BEGIN Material for the task

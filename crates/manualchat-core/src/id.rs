//! Identifier generation for stored entities.

use uuid::Uuid;

/// Generate a fresh, globally unique identifier.
pub fn generate() -> Uuid {
    Uuid::new_v4()
}

/// Parse an identifier read back from storage.
pub(crate) fn parse(raw: &str) -> crate::Result<Uuid> {
    Uuid::parse_str(raw).map_err(|e| crate::Error::InvalidData(format!("id '{raw}': {e}")))
}
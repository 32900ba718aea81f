use axum::Json;
use axum::extract::{Query, State};
use manualchat_core::Error;
use manualchat_core::models::{Vote, VoteType};
use serde::Deserialize;
use uuid::Uuid;

use crate::caller::Caller;
use crate::conversations::owned_conversation;
use crate::{ApiError, AppState};

#[derive(Debug, Deserialize)]
pub struct VotesQuery {
    conversation_id: Uuid,
}

#[derive(Debug, Deserialize)]
pub struct VoteRequest {
    conversation_id: Uuid,
    message_id: Uuid,
    #[serde(rename = "type")]
    vote: VoteType,
}

/// `GET /api/votes?conversation_id=`
pub async fn list_votes(
    State(state): State<AppState>,
    caller: Caller,
    Query(params): Query<VotesQuery>,
) -> Result<Json<Vec<Vote>>, ApiError> {
    owned_conversation(&state.db, params.conversation_id, caller.id).await?;
    Ok(Json(state.db.votes().list(params.conversation_id).await?))
}

/// `PATCH /api/votes`: record or replace the caller's vote on a message.
pub async fn vote(
    State(state): State<AppState>,
    caller: Caller,
    Json(request): Json<VoteRequest>,
) -> Result<Json<Vote>, ApiError> {
    owned_conversation(&state.db, request.conversation_id, caller.id).await?;

    let in_conversation = state
        .db
        .messages()
        .get(request.message_id)
        .await?
        .is_some_and(|message| message.conversation_id == request.conversation_id);
    if !in_conversation {
        return Err(Error::NotFound(format!("message '{}'", request.message_id)).into());
    }

    state
        .db
        .votes()
        .vote(request.conversation_id, request.message_id, request.vote)
        .await?;
    Ok(Json(Vote {
        conversation_id: request.conversation_id,
        message_id: request.message_id,
        is_upvoted: request.vote.is_upvote(),
    }))
}
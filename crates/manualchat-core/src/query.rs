//! Query composition shared by the repositories.
//!
//! Statements are rendered with positional `$N` placeholders, which both the
//! PostgreSQL and SQLite drivers accept, and carry their bind values alongside.
//! Column and table names are `&'static str` so only literals from this crate
//! ever reach the SQL text.

use chrono::{DateTime, Utc};
use sqlx::any::{Any, AnyArguments};
use sqlx::query::Query;
use uuid::Uuid;

/// A bind value.
#[derive(Debug, Clone, PartialEq, Eq)]
pub enum Value {
    Text(Option<String>),
    Int(i64),
}

impl From<&str> for Value {
    fn from(v: &str) -> Self {
        Value::Text(Some(v.to_string()))
    }
}

impl From<String> for Value {
    fn from(v: String) -> Self {
        Value::Text(Some(v))
    }
}

impl From<Option<String>> for Value {
    fn from(v: Option<String>) -> Self {
        Value::Text(v)
    }
}

impl From<i64> for Value {
    fn from(v: i64) -> Self {
        Value::Int(v)
    }
}

impl From<bool> for Value {
    fn from(v: bool) -> Self {
        Value::Int(i64::from(v))
    }
}

impl From<Uuid> for Value {
    fn from(v: Uuid) -> Self {
        Value::Text(Some(v.to_string()))
    }
}

impl From<DateTime<Utc>> for Value {
    fn from(v: DateTime<Utc>) -> Self {
        Value::Int(crate::models::to_millis(v))
    }
}

#[derive(Debug, Clone, Copy, PartialEq, Eq)]
pub enum Order {
    Asc,
    Desc,
}

impl Order {
    fn as_sql(self) -> &'static str {
        match self {
            Order::Asc => "ASC",
            Order::Desc => "DESC",
        }
    }
}

#[derive(Debug, Clone)]
enum Condition {
    Compare {
        column: &'static str,
        op: &'static str,
        value: Value,
    },
    In {
        column: &'static str,
        values: Vec<Value>,
    },
}

/// Conjunction of column predicates.
#[derive(Debug, Clone, Default)]
pub struct Filter {
    conditions: Vec<Condition>,
}

impl Filter {
    pub fn new() -> Self {
        Self::default()
    }

    fn compare(mut self, column: &'static str, op: &'static str, value: Value) -> Self {
        self.conditions
            .push(Condition::Compare { column, op, value });
        self
    }

    pub fn eq(self, column: &'static str, value: impl Into<Value>) -> Self {
        self.compare(column, "=", value.into())
    }

    pub fn gt(self, column: &'static str, value: impl Into<Value>) -> Self {
        self.compare(column, ">", value.into())
    }

    pub fn gte(self, column: &'static str, value: impl Into<Value>) -> Self {
        self.compare(column, ">=", value.into())
    }

    pub fn lt(self, column: &'static str, value: impl Into<Value>) -> Self {
        self.compare(column, "<", value.into())
    }

    /// Membership test. An empty set matches no rows.
    pub fn is_in<V, I>(mut self, column: &'static str, values: I) -> Self
    where
        V: Into<Value>,
        I: IntoIterator<Item = V>,
    {
        self.conditions.push(Condition::In {
            column,
            values: values.into_iter().map(Into::into).collect(),
        });
        self
    }

    /// Add `other`'s predicates when present.
    pub fn and_maybe(mut self, other: Option<Filter>) -> Self {
        if let Some(other) = other {
            self.conditions.extend(other.conditions);
        }
        self
    }

    fn render(&self, out: &mut Renderer) {
        if self.conditions.is_empty() {
            return;
        }
        out.sql.push_str(" WHERE ");
        for (i, condition) in self.conditions.iter().enumerate() {
            if i > 0 {
                out.sql.push_str(" AND ");
            }
            match condition {
                Condition::Compare { column, op, value } => {
                    out.sql.push_str(column);
                    out.sql.push(' ');
                    out.sql.push_str(op);
                    out.sql.push(' ');
                    out.push_bind(value.clone());
                }
                Condition::In { values, .. } if values.is_empty() => {
                    out.sql.push_str("1 = 0");
                }
                Condition::In { column, values } => {
                    out.sql.push_str(column);
                    out.sql.push_str(" IN (");
                    for (j, value) in values.iter().enumerate() {
                        if j > 0 {
                            out.sql.push_str(", ");
                        }
                        out.push_bind(value.clone());
                    }
                    out.sql.push(')');
                }
            }
        }
    }
}

#[derive(Default)]
struct Renderer {
    sql: String,
    binds: Vec<Value>,
}

impl Renderer {
    fn push_bind(&mut self, value: Value) {
        self.binds.push(value);
        self.sql.push('$');
        self.sql.push_str(&self.binds.len().to_string());
    }

    fn finish(self) -> Statement {
        Statement {
            sql: self.sql,
            binds: self.binds,
        }
    }
}

/// Rendered SQL plus its bind values, ready to execute.
#[derive(Debug, Clone)]
pub struct Statement {
    sql: String,
    binds: Vec<Value>,
}

impl Statement {
    pub fn sql(&self) -> &str {
        &self.sql
    }

    pub fn binds(&self) -> &[Value] {
        &self.binds
    }

    /// Build an executable sqlx query borrowing this statement.
    pub fn query(&self) -> Query<'_, Any, AnyArguments<'_>> {
        let mut query = sqlx::query(&self.sql);
        for value in &self.binds {
            query = match value {
                Value::Text(text) => query.bind(text.as_deref()),
                Value::Int(int) => query.bind(*int),
            };
        }
        query
    }
}

/// `SELECT … FROM table [WHERE …] [ORDER BY …] [LIMIT n]`
#[derive(Debug, Clone)]
pub struct Select {
    table: &'static str,
    columns: &'static str,
    filter: Filter,
    order: Option<(&'static str, Order)>,
    limit: Option<u64>,
}

impl Select {
    pub fn from(table: &'static str) -> Self {
        Self {
            table,
            columns: "*",
            filter: Filter::new(),
            order: None,
            limit: None,
        }
    }

    pub fn columns(mut self, columns: &'static str) -> Self {
        self.columns = columns;
        self
    }

    pub fn filter(mut self, filter: Filter) -> Self {
        self.filter = filter;
        self
    }

    pub fn order_by(mut self, column: &'static str, order: Order) -> Self {
        self.order = Some((column, order));
        self
    }

    pub fn limit(mut self, limit: u64) -> Self {
        self.limit = Some(limit);
        self
    }

    pub fn build(&self) -> Statement {
        let mut out = Renderer::default();
        out.sql = format!("SELECT {} FROM {}", self.columns, self.table);
        self.filter.render(&mut out);
        if let Some((column, order)) = self.order {
            out.sql
                .push_str(&format!(" ORDER BY {column} {}", order.as_sql()));
        }
        if let Some(limit) = self.limit {
            out.sql.push_str(&format!(" LIMIT {limit}"));
        }
        out.finish()
    }
}

/// `UPDATE table SET … WHERE …`
#[derive(Debug, Clone)]
pub struct Update {
    table: &'static str,
    assignments: Vec<(&'static str, Value)>,
    filter: Filter,
}

impl Update {
    pub fn table(table: &'static str, filter: Filter) -> Self {
        Self {
            table,
            assignments: Vec::new(),
            filter,
        }
    }

    pub fn set(mut self, column: &'static str, value: impl Into<Value>) -> Self {
        self.assignments.push((column, value.into()));
        self
    }

    pub fn build(&self) -> Statement {
        let mut out = Renderer::default();
        out.sql = format!("UPDATE {} SET ", self.table);
        for (i, (column, value)) in self.assignments.iter().enumerate() {
            if i > 0 {
                out.sql.push_str(", ");
            }
            out.sql.push_str(column);
            out.sql.push_str(" = ");
            out.push_bind(value.clone());
        }
        self.filter.render(&mut out);
        out.finish()
    }
}

/// `DELETE FROM table WHERE … [RETURNING …]`
#[derive(Debug, Clone)]
pub struct Delete {
    table: &'static str,
    filter: Filter,
    returning: Option<&'static str>,
}

impl Delete {
    pub fn from(table: &'static str, filter: Filter) -> Self {
        Self {
            table,
            filter,
            returning: None,
        }
    }

    pub fn returning(mut self, columns: &'static str) -> Self {
        self.returning = Some(columns);
        self
    }

    pub fn build(&self) -> Statement {
        let mut out = Renderer::default();
        out.sql = format!("DELETE FROM {}", self.table);
        self.filter.render(&mut out);
        if let Some(columns) = self.returning {
            out.sql.push_str(" RETURNING ");
            out.sql.push_str(columns);
        }
        out.finish()
    }
}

END Material for the task

Gather each line from the listing above that holds "crates".

filename crates/manualchat-core/src/id.rs
filename crates/manualchat-core/src/query.rs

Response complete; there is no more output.